Keith Vieira, principal of KV and Associates, Hospitality Consulting, said tourism
results across the islands have been influenced by Maui County, which is still reeling from the negative impact of the Aug. 8 wildfires on tourism.
“Other areas are soft but not like Maui, especially West Maui,” he said.
DBEDT reported in May that Maui saw a 25.4% drop in visitor arrivals to 179,233 and a 27.1% decline in spending, which fell to $382 million. Arrivals to Molokai fell 26.4% to 2,498 while spending declined 24.3% to $2.5 million. Arrivals on Lanai plummeted 47.2% to 3,460 while spending fell 29.8% to $8.2 million.
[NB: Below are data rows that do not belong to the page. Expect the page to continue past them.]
fn scalar_code_or_fail(
    value: &Value,
    class: &QualifiedName,
    field: &FieldDef,
) -> Result<String, FlattenError> {
    scalar_code(value).ok_or_else(|| FlattenError::FieldAccess {
        class: class.clone(),
        field: field.name.clone(),
    })
}

/// Cast needed when a bit-pattern array is assigned to a float or double
/// pointer slot.
fn cast_for_array(ty: &JavaType) -> Option<&'static str> {
    match ty {
        JavaType::PrimArray(PrimKind::Float) => Some("(float*)"),
        JavaType::PrimArray(PrimKind::Double) => Some("(double*)"),
        _ => None,
    }
}

/// Array header slots for a primitive array, packed for the target byte
/// order. Components narrower than 32 bits pack the header word and the
/// length into component-sized slots; int-sized components use two plain
/// words; 64-bit components share the packed 64-bit header with
/// reference arrays.
fn prim_array_head(kind: PrimKind, len: usize, little_endian: bool) -> String {
    let tid = kind.array_type_id();
    match kind {
        PrimKind::Bool | PrimKind::Byte => {
            let mut parts = Vec::with_capacity(8);
            if little_endian {
                parts.extend(["0".to_string(), "0".to_string(), "0".to_string(), tid.to_string()]);
                for i in (0..32).step_by(8) {
                    parts.push(((len >> i) & 0xff).to_string());
                }
            } else {
                parts.extend([tid.to_string(), "0".to_string(), "0".to_string(), "0".to_string()]);
                for i in [24, 16, 8, 0] {
                    parts.push(((len >> i) & 0xff).to_string());
                }
            }
            parts.join(", ")
        }
        PrimKind::Char | PrimKind::Short => {
            let word = u32::from(tid) << 8;
            if little_endian {
                format!("0, {word}, {}, {}", len & 0xffff, len >> 16)
            } else {
                format!("{word}, 0, {}, {}", len >> 16, len & 0xffff)
            }
        }
        PrimKind::Long | PrimKind::Double => {
            long_array_head(u32::from(tid), len, little_endian)
        }
        _ => format!("0x{:x}, {len}", u32::from(tid) << 24),
    }
}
Visitor arrivals to Oahu grew 4.8% to 473,837 from May 2023, but spending during that time rose only 0.2% to $725.4 million.
Kauai saw a 0.3% drop
in arrivals to 115,135 and
a 26.6% gain in spending, which increased to
$262.1 million. Arrivals on Hawaii island fell 2.2% to 133,352 while spending
rose 12.7% to $239.7 million.
Visitor arrivals by cruise ships dropped 51.1% to 5,420 while spending fell 67% to $2 million.
HTA board Chair Mufi Hannemann, who also is president and CEO of the Hawaii Lodging &Tourism Association, said the soft numbers have inspired Hawaii’s private industry to reach out to HTA to see how it might augment HVCB’s latest campaign, “The People. The Place. The Hawaiian Islands.”
“The numbers are not good. There’s no question, we cannot stand pat,” Hannemann said. “We have to be proactive.”
Vieira estimates it will take some $6 million to $10 million to make an impact.
“Even (the peak) festive season looks soft at this point,” he said. “We have to be aggressive. This is not a situation where the numbers will all of the sudden go up.”
Vieira said the spending is justified as Hawaii’s tourism industry supports many jobs and fuels the economy in many ways, including tax collections.
Tokioka said the May decline alone decreased state general excise tax revenue collections by 1.1% year over year and transient accommodation tax revenue collections by 12.9%.